## Problem
Whenever a line below mentions the word "ChatAppState", that line should be copied.

## Data for review
_____
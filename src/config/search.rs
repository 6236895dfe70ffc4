//! Search service configuration
//!
//! Settings for the managed search/summarization backend (Discovery
//! Engine). The serving config path identifies which data store answers
//! questions; the summary model controls answer generation.

use secrecy::Secret;
use serde::Deserialize;
use std::time::Duration;

use super::error::ValidationError;
use super::server::Environment;

/// Search service configuration
#[derive(Debug, Clone, Deserialize)]
pub struct SearchConfig {
    /// Cloud project owning the data store
    #[serde(default = "default_project")]
    pub project: String,

    /// Service location (e.g. "global", "us", "eu")
    #[serde(default = "default_location")]
    pub location: String,

    /// Collection containing the data store
    #[serde(default = "default_collection_id")]
    pub collection_id: String,

    /// Data store to search
    #[serde(default = "default_datastore_id")]
    pub datastore_id: String,

    /// Serving config within the data store
    #[serde(default = "default_serving_config")]
    pub serving_config: String,

    /// Answer generation model version
    #[serde(default = "default_summary_model")]
    pub summary_model: String,

    /// Bearer token for the search API
    pub access_token: Option<Secret<String>>,

    /// Request timeout in seconds
    #[serde(default = "default_timeout")]
    pub timeout_secs: u64,
}

impl SearchConfig {
    /// Get timeout as Duration
    pub fn timeout(&self) -> Duration {
        Duration::from_secs(self.timeout_secs)
    }

    /// Base endpoint derived from the location.
    ///
    /// The global location uses the bare hostname; regional locations
    /// use a location-prefixed one.
    pub fn api_endpoint(&self) -> String {
        if self.location == "global" {
            "https://discoveryengine.googleapis.com".to_string()
        } else {
            format!("https://{}-discoveryengine.googleapis.com", self.location)
        }
    }

    /// Full resource path of the serving config
    pub fn serving_config_path(&self) -> String {
        format!(
            "projects/{}/locations/{}/collections/{}/dataStores/{}/servingConfigs/{}",
            self.project, self.location, self.collection_id, self.datastore_id, self.serving_config
        )
    }

    /// Validate search configuration
    pub fn validate(&self, environment: &Environment) -> Result<(), ValidationError> {
        if self.location.is_empty() {
            return Err(ValidationError::InvalidSearchLocation);
        }
        if self.timeout_secs == 0 || self.timeout_secs > 300 {
            return Err(ValidationError::InvalidTimeout);
        }
        if *environment == Environment::Production {
            if self.project == "-" || self.project.is_empty() {
                return Err(ValidationError::MissingRequired("SEARCH__PROJECT"));
            }
            if self.datastore_id == "-" || self.datastore_id.is_empty() {
                return Err(ValidationError::MissingRequired("SEARCH__DATASTORE_ID"));
            }
            if self.access_token.is_none() {
                return Err(ValidationError::SearchTokenRequired);
            }
        }
        Ok(())
    }
}

impl Default for SearchConfig {
    fn default() -> Self {
        Self {
            project: default_project(),
            location: default_location(),
            collection_id: default_collection_id(),
            datastore_id: default_datastore_id(),
            serving_config: default_serving_config(),
            summary_model: default_summary_model(),
            access_token: None,
            timeout_secs: default_timeout(),
        }
    }
}

fn default_project() -> String {
    "-".to_string()
}

fn default_location() -> String {
    "global".to_string()
}

fn default_collection_id() -> String {
    "default_collection".to_string()
}

fn default_datastore_id() -> String {
    "-".to_string()
}

fn default_serving_config() -> String {
    "default_config".to_string()
}

fn default_summary_model() -> String {
    "gemini-1.5-flash-001/answer_gen/v1".to_string()
}

fn default_timeout() -> u64 {
    60
}
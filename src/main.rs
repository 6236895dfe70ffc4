//! QA Relay server binary.
//!
//! Loads configuration, wires the two collaborator clients into the
//! chat handler, and serves the HTTP front door: the chat API, a
//! liveness probe, and static assets.

use std::error::Error;
use std::sync::Arc;
use std::time::Duration;

use axum::http::HeaderValue;
use tower_http::cors::{Any, CorsLayer};
use tower_http::services::ServeDir;
use tower_http::timeout::TimeoutLayer;
use tower_http::trace::TraceLayer;
use tracing::info;
use tracing_subscriber::layer::SubscriberExt;
use tracing_subscriber::util::SubscriberInitExt;
use tracing_subscriber::EnvFilter;

use qa_relay::adapters::http::{app, ChatAppState};
use qa_relay::adapters::search::DiscoveryEngineProvider;
use qa_relay::adapters::warehouse::BigQuerySink;
use qa_relay::application::ChatHandler;
use qa_relay::config::AppConfig;

#[tokio::main]
async fn main() -> Result<(), Box<dyn Error>> {
    let config = AppConfig::load()?;
    config.validate()?;

    tracing_subscriber::registry()
        .with(
            EnvFilter::try_from_default_env()
                .unwrap_or_else(|_| EnvFilter::new(&config.server.log_level)),
        )
        .with(tracing_subscriber::fmt::layer())
        .init();

    let provider = Arc::new(DiscoveryEngineProvider::new(config.search.clone()));
    let sink = Arc::new(BigQuerySink::new(config.warehouse.clone()));
    let chat = ChatHandler::new(provider, sink, config.deployment.clone());
    let state = ChatAppState::new(chat);

    let router = app(state)
        .fallback_service(ServeDir::new(&config.server.static_dir))
        .layer(TraceLayer::new_for_http())
        .layer(TimeoutLayer::new(Duration::from_secs(
            config.server.request_timeout_secs,
        )))
        .layer(cors_layer(&config));

    let addr = config.server.socket_addr();
    let listener = tokio::net::TcpListener::bind(addr).await?;
    info!(%addr, revision = %config.deployment.revision, "Server listening");

    axum::serve(listener, router).await?;

    Ok(())
}

/// CORS policy: configured origins when present, permissive otherwise.
fn cors_layer(config: &AppConfig) -> CorsLayer {
    let origins: Vec<HeaderValue> = config
        .server
        .cors_origins_list()
        .iter()
        .filter_map(|origin| origin.parse().ok())
        .collect();

    if origins.is_empty() {
        CorsLayer::permissive()
    } else {
        CorsLayer::new()
            .allow_origin(origins)
            .allow_methods(Any)
            .allow_headers(Any)
    }
}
_____
## Output
use qa_relay::adapters::http::{app, ChatAppState};
    let state = ChatAppState::new(chat);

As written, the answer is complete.